**Stored items**.

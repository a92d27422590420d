use bitflags::bitflags;
use gruel::{define_waker_set, BoundSignalChannelRef, ParkWaker, SignalChannel};
use newt::{make_bit_flag_range, BitFlagRange};
use std::cmp;
use std::io::Write;
use std::sync::atomic::AtomicUsize;
use std::sync::Arc;
use std::thread::JoinHandle;
use utils::Mutex;

use virtio_bindings::{virtio_config::VIRTIO_F_VERSION_1, virtio_ring::VIRTIO_RING_F_EVENT_IDX};
use vm_memory::{ByteValued, GuestMemoryMmap};

use super::super::{
    ActivateResult, DeviceState, FsError, Queue as VirtQueue, VirtioDevice, VirtioShmRegion,
};
use super::cow::CowFs;
use super::filesystem::Filesystem;
use super::server::Server;
use super::worker::FsWorker;
use super::{defs, defs::uapi};
use super::NfsInfo;
use crate::legacy::Gic;
use crate::virtio::VirtioQueueSignals;

define_waker_set! {
    #[derive(Default)]
    pub(crate) struct FsWakers {
        park: ParkWaker,
    }
}

bitflags! {
    #[derive(Debug, Copy, Clone, Hash, Eq, PartialEq)]
    pub(crate) struct FsSignalMask: u64 {
        const INTERRUPT = 1 << 0;
        const SHUTDOWN_WORKER = 1 << 1;
        const QUEUES = u64::MAX << 2;
    }
}

pub(crate) const FS_QUEUE_SIGS: BitFlagRange<FsSignalMask> =
    make_bit_flag_range!(mask FsSignalMask::QUEUES);

pub(crate) type FsSignalChannel = SignalChannel<FsSignalMask, FsWakers>;

#[derive(Copy, Clone)]
#[repr(C, packed)]
struct VirtioFsConfig {
    tag: [u8; 36],
    num_request_queues: u32,
}

impl Default for VirtioFsConfig {
    fn default() -> Self {
        VirtioFsConfig {
            tag: [0; 36],
            num_request_queues: 0,
        }
    }
}

unsafe impl ByteValued for VirtioFsConfig {}

pub struct Fs<F: Filesystem = CowFs> {
    queues: Vec<VirtQueue>,
    signals: Arc<FsSignalChannel>,
    avail_features: u64,
    acked_features: u64,
    interrupt_status: Arc<AtomicUsize>,
    intc: Option<Arc<Mutex<Gic>>>,
    irq_line: Option<u32>,
    device_state: DeviceState,
    config: VirtioFsConfig,
    shm_region: Option<VirtioShmRegion>,
    worker_thread: Option<JoinHandle<()>>,
    server: Arc<Server<F>>,
}

impl Fs<CowFs> {
    pub fn new(fs_id: String, shared_dir: String, nfs_info: Option<NfsInfo>) -> super::Result<Fs<CowFs>> {
        let backing = CowFs::new(shared_dir, nfs_info).map_err(FsError::CreateServer)?;
        Self::with_backend(fs_id, backing)
    }

    /// Builds the device over an explicit root node, e.g. a layered
    /// container filesystem stacked by the image build/boot path instead
    /// of a bare host directory.
    pub fn new_with_root(
        fs_id: String,
        root: Arc<dyn super::AbstractNode>,
        nfs_info: Option<NfsInfo>,
    ) -> super::Result<Fs<CowFs>> {
        let backing = CowFs::with_backing(Some(root), nfs_info);
        Self::with_backend(fs_id, backing)
    }
}

impl<F: Filesystem + 'static> Fs<F> {
    pub(crate) fn with_backend(fs_id: String, backend: F) -> super::Result<Fs<F>> {
        let queues: Vec<VirtQueue> = defs::QUEUE_SIZES
            .iter()
            .map(|&max_size| VirtQueue::new(max_size))
            .collect();
        Self::with_queues(fs_id, backend, queues)
    }

    pub(crate) fn with_queues(
        fs_id: String,
        backend: F,
        queues: Vec<VirtQueue>,
    ) -> super::Result<Fs<F>> {
        let avail_features = (1u64 << VIRTIO_F_VERSION_1) | (1u64 << VIRTIO_RING_F_EVENT_IDX);

        let tag = fs_id.into_bytes();
        let mut config = VirtioFsConfig::default();
        config.tag[..tag.len()].copy_from_slice(tag.as_slice());
        config.num_request_queues = 1;

        Ok(Fs {
            queues,
            signals: Arc::new(SignalChannel::new(FsWakers::default())),
            avail_features,
            acked_features: 0,
            interrupt_status: Arc::new(AtomicUsize::new(0)),
            intc: None,
            irq_line: None,
            device_state: DeviceState::Inactive,
            config,
            shm_region: None,
            worker_thread: None,
            server: Arc::new(Server::new(backend)),
        })
    }

    pub fn id(&self) -> &str {
        defs::FS_DEV_ID
    }

    /// The backend this device serves requests over, for host-side callers
    /// that want to operate on the same tree the guest sees without going
    /// through the virtqueue (e.g. the instance façade's file operations).
    pub fn filesystem(&self) -> &F {
        self.server.filesystem()
    }

    /// A clone of the `Arc` backing this device's FUSE server, so a caller
    /// that needs to keep operating on the filesystem after the device
    /// itself has been moved onto the virtio-mmio bus can do so without it.
    pub fn server_handle(&self) -> Arc<Server<F>> {
        self.server.clone()
    }

    pub fn set_intc(&mut self, intc: Arc<Mutex<Gic>>) {
        self.intc = Some(intc);
    }

    pub fn set_shm_region(&mut self, shm_region: VirtioShmRegion) {
        self.shm_region = Some(shm_region);
    }
}

impl<F: Filesystem + 'static> VirtioDevice for Fs<F> {
    fn avail_features(&self) -> u64 {
        self.avail_features
    }

    fn acked_features(&self) -> u64 {
        self.acked_features
    }

    fn set_acked_features(&mut self, acked_features: u64) {
        self.acked_features = acked_features
    }

    fn device_type(&self) -> u32 {
        uapi::VIRTIO_ID_FS
    }

    fn queues(&self) -> &[VirtQueue] {
        &self.queues
    }

    fn queues_mut(&mut self) -> &mut [VirtQueue] {
        &mut self.queues
    }

    fn queue_signals(&self) -> VirtioQueueSignals {
        VirtioQueueSignals::new(self.signals.clone(), FS_QUEUE_SIGS)
    }

    fn interrupt_signal(&self) -> BoundSignalChannelRef<'_> {
        BoundSignalChannelRef::new(&*self.signals, FsSignalMask::INTERRUPT)
    }

    fn interrupt_status(&self) -> Arc<AtomicUsize> {
        self.interrupt_status.clone()
    }

    fn set_irq_line(&mut self, irq: u32) {
        self.irq_line = Some(irq);
    }

    fn read_config(&self, offset: u64, mut data: &mut [u8]) {
        let config_slice = self.config.as_slice();
        let config_len = config_slice.len() as u64;
        if offset >= config_len {
            error!("Failed to read config space");
            return;
        }
        if let Some(end) = offset.checked_add(data.len() as u64) {
            // This write can't fail, offset and end are checked against config_len.
            data.write_all(&config_slice[offset as usize..cmp::min(end, config_len) as usize])
                .unwrap();
        }
    }

    fn write_config(&mut self, offset: u64, data: &[u8]) {
        warn!(
            "fs: guest driver attempted to write device config (offset={:x}, len={:x})",
            offset,
            data.len()
        );
    }

    fn activate(&mut self, mem: GuestMemoryMmap) -> ActivateResult {
        if self.worker_thread.is_some() {
            panic!("virtio_fs: worker thread already exists");
        }

        let event_idx: bool = (self.acked_features & (1 << VIRTIO_RING_F_EVENT_IDX)) != 0;
        self.queues[defs::HPQ_INDEX].set_event_idx(event_idx);
        self.queues[defs::REQ_INDEX].set_event_idx(event_idx);

        let worker = FsWorker::new(
            self.signals.clone(),
            self.queues.clone(),
            self.interrupt_status.clone(),
            self.intc.clone(),
            self.irq_line,
            mem.clone(),
            self.server.clone(),
        );
        self.worker_thread = Some(worker.run());

        self.device_state = DeviceState::Activated(mem);
        Ok(())
    }

    fn is_activated(&self) -> bool {
        match self.device_state {
            DeviceState::Inactive => false,
            DeviceState::Activated(_) => true,
        }
    }

    fn shm_region(&self) -> Option<&VirtioShmRegion> {
        self.shm_region.as_ref()
    }

    fn reset(&mut self) -> bool {
        if let Some(worker) = self.worker_thread.take() {
            self.signals.assert(FsSignalMask::SHUTDOWN_WORKER);

            if let Err(e) = worker.join() {
                error!("error waiting for worker thread: {:?}", e);
            }
        }
        self.device_state = DeviceState::Inactive;
        true
    }
}
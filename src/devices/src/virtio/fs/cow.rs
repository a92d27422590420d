//! Copy-on-write FUSE backend: a node graph held entirely in memory, where
//! every node optionally delegates reads it has not locally overwritten to
//! an immutable "abstract backing" (normally a layer of the container image
//! filesystem). Writes always land in an in-memory overlay and never touch
//! the backing, so a backing directory or layer stack is never mutated by
//! guest activity.

use std::collections::{HashMap, HashSet};
use std::path::PathBuf;
use std::sync::atomic::{AtomicU64, Ordering};
use std::sync::{Arc, Mutex};
use std::time::{Duration, SystemTime, UNIX_EPOCH};

use super::filesystem::{Context, DirEntry, Entry, Filesystem, NodeId, Result, SecContext, SetattrValid, StatFs};
use super::fuse::Attr;
use super::NfsInfo;

const ATTR_TIMEOUT: Duration = Duration::from_secs(1);
const ENTRY_TIMEOUT: Duration = Duration::from_secs(1);

#[derive(Debug, Clone, Copy, PartialEq, Eq)]
pub enum NodeKind {
    File,
    Dir,
    Symlink,
}

/// A read-only view into an immutable layer the overlay has not shadowed
/// yet. The layered container filesystem (C7) provides the real
/// implementation; `DirBacking` below is a standalone implementation over a
/// host directory, used when no layer stack is configured.
pub trait AbstractNode: Send + Sync {
    fn kind(&self) -> NodeKind;
    fn size(&self) -> u64;
    fn mode(&self) -> u32;
    fn mtime(&self) -> u64;
    fn read(&self, offset: u64, len: u32) -> Vec<u8>;
    fn readlink(&self) -> Vec<u8>;
    fn lookup(&self, name: &[u8]) -> Option<Arc<dyn AbstractNode>>;
    fn readdir(&self) -> Vec<(Vec<u8>, Arc<dyn AbstractNode>)>;
}

/// An `AbstractNode` backed directly by a real directory on the host.
pub struct DirBacking {
    path: PathBuf,
}

impl DirBacking {
    pub fn new(path: impl Into<PathBuf>) -> Self {
        DirBacking { path: path.into() }
    }
}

**Work instruction**. Write down exactly the span of lines above from the one containing "let tag = fs_id.into_bytes();" to the one containing "for host-side callers", both ends included.

**Answer box**.
        let tag = fs_id.into_bytes();
        let mut config = VirtioFsConfig::default();
        config.tag[..tag.len()].copy_from_slice(tag.as_slice());
        config.num_request_queues = 1;

        Ok(Fs {
            queues,
            signals: Arc::new(SignalChannel::new(FsWakers::default())),
            avail_features,
            acked_features: 0,
            interrupt_status: Arc::new(AtomicUsize::new(0)),
            intc: None,
            irq_line: None,
            device_state: DeviceState::Inactive,
            config,
            shm_region: None,
            worker_thread: None,
            server: Arc::new(Server::new(backend)),
        })
    }

    pub fn id(&self) -> &str {
        defs::FS_DEV_ID
    }

    /// The backend this device serves requests over, for host-side callers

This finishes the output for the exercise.